What the task requires>
Every line from the start of the records below to the line containing "the session (the" should be retyped exactly, that line included, and no others.

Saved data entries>
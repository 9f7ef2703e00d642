mod advertisements;
mod articles;
mod auctions;
mod auth;
mod categories;
pub mod client;
pub mod types;
mod wire;

pub use client::*;
pub use types::*;
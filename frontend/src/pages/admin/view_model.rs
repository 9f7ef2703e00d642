use std::future::Future;

use crate::api::{ApiClient, ApiError};
use crate::state::auth::use_session_expiry;
use leptos::*;

/// Row awaiting confirmation in the delete dialog.
#[derive(Debug, Clone, PartialEq)]
pub struct PendingDelete {
    pub id: i64,
    pub title: String,
}

/// Routes an admin call failure: a rejected credential ends the session (the
/// guard then leaves the page), anything else is shown inline.
pub fn report_error(err: ApiError, expire: Callback<ApiError, bool>, sink: RwSignal<Option<ApiError>>) {
    if !expire.call(err.clone()) {
        sink.set(Some(err));
    }
}

/// Bumped after every successful mutation; list resources key on it.
pub fn use_reload() -> RwSignal<u32> {
    create_rw_signal(0u32)
}

pub fn bump(reload: RwSignal<u32>) {
    reload.update(|value| *value = value.wrapping_add(1));
}

/// Ends the session when a list load is rejected for its credential. Other
/// load failures are rendered by the list itself.
pub fn expire_on_load_error<S, T>(resource: Resource<S, Result<T, ApiError>>)
where
    S: Clone + 'static,
    T: Clone + 'static,
{
    let expire = use_session_expiry();
    create_effect(move |_| {
        if let Some(Err(err)) = resource.get() {
            expire.call(err);
        }
    });
}

#[derive(Clone, Copy)]
pub struct DeleteFlow {
    pub target: RwSignal<Option<PendingDelete>>,
    pub error: RwSignal<Option<ApiError>>,
    pub action: Action<i64, Result<i64, ApiError>>,
}

impl DeleteFlow {
    pub fn ask(&self, id: i64, title: impl Into<String>) {
        self.error.set(None);
        self.target.set(Some(PendingDelete {
            id,
            title: title.into(),
        }));
    }

    pub fn cancel(&self) {
        if !self.action.pending().get_untracked() {
            self.target.set(None);
        }
    }

    pub fn confirm(&self) {
        if self.action.pending().get_untracked() {
            return;
        }
        if let Some(pending) = self.target.get_untracked() {
            self.action.dispatch(pending.id);
        }
    }

    pub fn is_open(&self) -> Signal<bool> {
        let target = self.target;
        Signal::derive(move || target.with(Option::is_some))
    }

    pub fn message(&self) -> Signal<String> {
        let target = self.target;
        Signal::derive(move || {
            target
                .get()
                .map(|p| format!("\"{}\" will be permanently deleted.", p.title))
                .unwrap_or_default()
        })
    }
}

/// Confirm-then-delete state for one admin list. `delete` performs the call;
/// `reload` is bumped when it succeeds.
pub fn use_delete_flow<F, Fut>(delete: F, reload: RwSignal<u32>) -> DeleteFlow
where
    F: Fn(ApiClient, i64) -> Fut + 'static,
    Fut: Future<Output = Result<(), ApiError>> + 'static,
{
    let api = use_context::<ApiClient>().unwrap_or_else(ApiClient::new);
    let expire = use_session_expiry();
    let target = create_rw_signal(None::<PendingDelete>);
    let error = create_rw_signal(None::<ApiError>);
    let action = create_action(move |id: &i64| {
        let id = *id;
        let request = delete(api.clone(), id);
        async move { request.await.map(|_| id) }
    });

    create_effect(move |_| {
        let Some(result) = action.value().get() else {
            return;
        };
        target.set(None);
        match result {
            Ok(id) => {
                log::info!("Deleted item {}", id);
                error.set(None);
                bump(reload);
            }
            Err(err) => report_error(err, expire, error),
        }
    });

    DeleteFlow {
        target,
        error,
        action,
    }
}
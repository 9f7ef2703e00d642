use crate::api::Account;

/// Where the admin session stands. Only `AuthenticatedAdmin` opens protected
/// views; every other phase keeps them closed.
#[derive(Debug, Clone, Copy, PartialEq, Eq, Default)]
pub enum SessionPhase {
    #[default]
    Unknown,
    Verifying,
    AuthenticatedAdmin,
    AuthenticatedNonAdmin,
    Unauthenticated,
}

impl SessionPhase {
    pub fn is_pending(self) -> bool {
        matches!(self, SessionPhase::Unknown | SessionPhase::Verifying)
    }

    pub fn is_authenticated(self) -> bool {
        matches!(
            self,
            SessionPhase::AuthenticatedAdmin | SessionPhase::AuthenticatedNonAdmin
        )
    }
}

/// In-memory session. `account` may be a cached copy shown in the header
/// while verification runs; it carries no authority on its own.
#[derive(Debug, Clone, Default, PartialEq)]
pub struct Session {
    pub credential: Option<String>,
    pub account: Option<Account>,
    pub phase: SessionPhase,
}

impl Session {
    /// Startup state from whatever was persisted.
    pub fn hydrated(credential: Option<String>, cached_account: Option<Account>) -> Self {
        let credential = credential.filter(|c| !c.trim().is_empty());
        Self {
            account: credential.as_ref().and(cached_account),
            credential,
            phase: SessionPhase::Unknown,
        }
    }

    /// Unknown -> Verifying with a credential, Unknown -> Unauthenticated
    /// without. Returns whether a verification request is needed.
    pub fn begin_verification(&mut self) -> bool {
        if self.phase != SessionPhase::Unknown {
            return false;
        }
        if self.credential.is_some() {
            self.phase = SessionPhase::Verifying;
            true
        } else {
            self.clear();
            false
        }
    }

    /// Applies a verified account. Ignored unless verification is in flight,
    /// so a late answer cannot resurrect a session that was logged out.
    pub fn verified(&mut self, account: Account) {
        if self.phase != SessionPhase::Verifying {
            return;
        }
        self.phase = if account.role.is_admin() {
            SessionPhase::AuthenticatedAdmin
        } else {
            SessionPhase::AuthenticatedNonAdmin
        };
        self.account = Some(account);
    }

    pub fn signed_in(&mut self, credential: String, account: Account) {
        self.credential = Some(credential);
        self.account = Some(account);
        self.phase = SessionPhase::AuthenticatedAdmin;
    }

    pub fn clear(&mut self) {
        self.credential = None;
        self.account = None;
        self.phase = SessionPhase::Unauthenticated;
    }

    pub fn is_admin(&self) -> bool {
        self.phase == SessionPhase::AuthenticatedAdmin
    }
}
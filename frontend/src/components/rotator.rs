use leptos::*;

use crate::state::rotation::Rotation;

#[cfg(target_arch = "wasm32")]
struct RotationTimer(#[allow(dead_code)] gloo_timers::callback::Interval);

#[cfg(target_arch = "wasm32")]
impl RotationTimer {
    fn start(interval_ms: u32, on_tick: impl FnMut() + 'static) -> Self {
        Self(gloo_timers::callback::Interval::new(interval_ms, on_tick))
    }
}

/// Host builds have no event loop to drive an interval; tests call
/// `RotatingSelector::tick` instead.
#[cfg(not(target_arch = "wasm32"))]
struct RotationTimer;

#[cfg(not(target_arch = "wasm32"))]
impl RotationTimer {
    fn start(_interval_ms: u32, _on_tick: impl FnMut() + 'static) -> Self {
        Self
    }
}

#[derive(Default)]
struct TimerSlot {
    timer: Option<RotationTimer>,
    disposed: bool,
}

/// Reactive handle over a [`Rotation`] plus the interval that advances it.
/// Dropping the interval cancels it, so `dispose` only has to take it out
/// of the slot.
pub struct RotatingSelector<T: 'static> {
    rotation: RwSignal<Rotation<T>>,
    slot: StoredValue<TimerSlot>,
    interval_ms: u32,
}

impl<T: 'static> Clone for RotatingSelector<T> {
    fn clone(&self) -> Self {
        *self
    }
}

impl<T: 'static> Copy for RotatingSelector<T> {}

impl<T: Clone + 'static> RotatingSelector<T> {
    pub fn initialize(items: Vec<T>, interval_ms: u32) -> Self {
        let selector = Self {
            rotation: create_rw_signal(Rotation::new(items)),
            slot: store_value(TimerSlot::default()),
            interval_ms,
        };
        selector.ensure_timer();
        selector
    }

    fn ensure_timer(&self) {
        if self.interval_ms == 0 {
            return;
        }
        let needs_timer = self
            .rotation
            .try_with_untracked(Rotation::needs_timer)
            .unwrap_or(false);
        let rotation = self.rotation;
        let interval_ms = self.interval_ms;
        self.slot.try_update_value(|slot| {
            if slot.disposed || slot.timer.is_some() || !needs_timer {
                return;
            }
            slot.timer = Some(RotationTimer::start(interval_ms, move || {
                rotation.try_update(Rotation::advance);
            }));
        });
    }

    pub fn advance(&self) {
        self.rotation.try_update(Rotation::advance);
    }

    pub fn retreat(&self) {
        self.rotation.try_update(Rotation::retreat);
    }

    pub fn jump_to(&self, index: usize) {
        self.rotation.try_update(|rotation| rotation.jump_to(index));
    }

    /// Replaces the collection. A running timer keeps its cadence; a
    /// selector that had nothing to rotate starts one once it does.
    pub fn update_items(&self, items: Vec<T>) {
        self.rotation
            .try_update(|rotation| rotation.update_items(items));
        self.ensure_timer();
    }

    /// Stops the timer for good. Safe to call any number of times, also
    /// after the owning scope is gone.
    pub fn dispose(&self) {
        let timer = self
            .slot
            .try_update_value(|slot| {
                slot.disposed = true;
                slot.timer.take()
            })
            .flatten();
        drop(timer);
    }

    /// One interval firing. No-op unless a timer is running.
    #[cfg(test)]
    pub(crate) fn tick(&self) {
        if self.is_running() {
            self.advance();
        }
    }

    #[cfg(test)]
    pub(crate) fn is_running(&self) -> bool {
        self.slot
            .try_with_value(|slot| slot.timer.is_some())
            .unwrap_or(false)
    }

    pub fn interval_ms(&self) -> u32 {
        self.interval_ms
    }

    pub fn current_index(&self) -> Option<usize> {
        self.rotation
            .try_with(Rotation::current_index)
            .flatten()
    }

    pub fn current_item(&self) -> Option<T> {
        self.rotation
            .try_with(|rotation| rotation.current().cloned())
            .flatten()
    }

    pub fn len(&self) -> usize {
        self.rotation.try_with(Rotation::len).unwrap_or(0)
    }

    pub fn is_empty(&self) -> bool {
        self.len() == 0
    }
}

/// Selector tied to the current owner: its timer stops when the owning view
/// unmounts.
pub fn use_rotating_selector<T: Clone + 'static>(
    items: Vec<T>,
    interval_ms: u32,
) -> RotatingSelector<T> {
    let selector = RotatingSelector::initialize(items, interval_ms);
    on_cleanup(move || selector.dispose());
    selector
}

#[cfg(test)]
mod tests {
    use super::*;

    fn with_runtime<T>(test: impl FnOnce() -> T) -> T {
        let runtime = create_runtime();
        let result = test();
        runtime.dispose();
        result
    }

    #[test]
    fn three_ticks_return_to_start() {
        with_runtime(|| {
            let selector = RotatingSelector::initialize(vec!["A", "B", "C"], 1000);
            assert!(selector.is_running());
            assert_eq!(selector.current_item(), Some("A"));
            selector.tick();
            assert_eq!(selector.current_item(), Some("B"));
            selector.tick();
            selector.tick();
            assert_eq!(selector.current_index(), Some(0));
        });
    }

    #[test]
    fn short_collections_get_no_timer() {
        with_runtime(|| {
            let empty: RotatingSelector<&str> = RotatingSelector::initialize(Vec::new(), 3000);
            assert!(!empty.is_running());
            empty.advance();
            empty.retreat();
            empty.tick();
            assert_eq!(empty.current_index(), None);
            assert!(empty.is_empty());

            let single = RotatingSelector::initialize(vec!["only"], 3000);
            assert!(!single.is_running());
            single.tick();
            assert_eq!(single.current_index(), Some(0));
        });
    }

    #[test]
    fn manual_navigation_and_out_of_range_jump() {
        with_runtime(|| {
            let selector = RotatingSelector::initialize(vec![10, 20, 30], 4000);
            selector.retreat();
            assert_eq!(selector.current_item(), Some(30));
            selector.jump_to(5);
            assert_eq!(selector.current_index(), Some(2));
            selector.jump_to(1);
            assert_eq!(selector.current_item(), Some(20));
        });
    }

    #[test]
    fn update_items_keeps_running_timer_and_clamps_index() {
        with_runtime(|| {
            let selector = RotatingSelector::initialize(vec!["A", "B", "C"], 1000);
            selector.jump_to(2);
            selector.update_items(Vec::new());
            assert_eq!(selector.current_index(), None);
            assert!(selector.is_running());
            selector.tick();
            assert_eq!(selector.current_index(), None);
        });
    }

    #[test]
    fn update_items_starts_timer_once_there_is_something_to_rotate() {
        with_runtime(|| {
            let selector = RotatingSelector::initialize(Vec::new(), 5000);
            assert!(!selector.is_running());
            selector.update_items(vec!["A", "B"]);
            assert!(selector.is_running());
            assert_eq!(selector.current_index(), Some(0));
        });
    }

    #[test]
    fn dispose_is_idempotent_and_final() {
        with_runtime(|| {
            let selector = RotatingSelector::initialize(vec!["A", "B", "C"], 1000);
            selector.dispose();
            selector.dispose();
            assert!(!selector.is_running());
            selector.tick();
            assert_eq!(selector.current_index(), Some(0));

            selector.update_items(vec!["X", "Y"]);
            assert!(!selector.is_running());
        });
    }

    #[test]
    fn selectors_are_independent() {
        with_runtime(|| {
            let news = RotatingSelector::initialize(vec![1, 2, 3], 4000);
            let ads = RotatingSelector::initialize(vec![1, 2], 5000);
            news.tick();
            news.tick();
            assert_eq!(news.current_index(), Some(2));
            assert_eq!(ads.current_index(), Some(0));
            assert_eq!(ads.interval_ms(), 5000);
        });
    }

    #[test]
    fn dispose_after_runtime_teardown_does_not_panic() {
        let runtime = create_runtime();
        let selector = use_rotating_selector(vec!["A", "B"], 1000);
        runtime.dispose();
        selector.dispose();
        assert!(!selector.is_running());
        assert_eq!(selector.current_index(), None);
    }
}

Exercise solution>
repository 9f7ef2703e00d642
mod advertisements;
mod articles;
mod auctions;
mod auth;
mod categories;
pub mod client;
pub mod types;
mod wire;

pub use client::*;
pub use types::*;
filename frontend/src/pages/admin/view_model.rs
repository 9f7ef2703e00d642
use std::future::Future;

use crate::api::{ApiClient, ApiError};
use crate::state::auth::use_session_expiry;
use leptos::*;

/// Row awaiting confirmation in the delete dialog.
#[derive(Debug, Clone, PartialEq)]
pub struct PendingDelete {
    pub id: i64,
    pub title: String,
}

/// Routes an admin call failure: a rejected credential ends the session (the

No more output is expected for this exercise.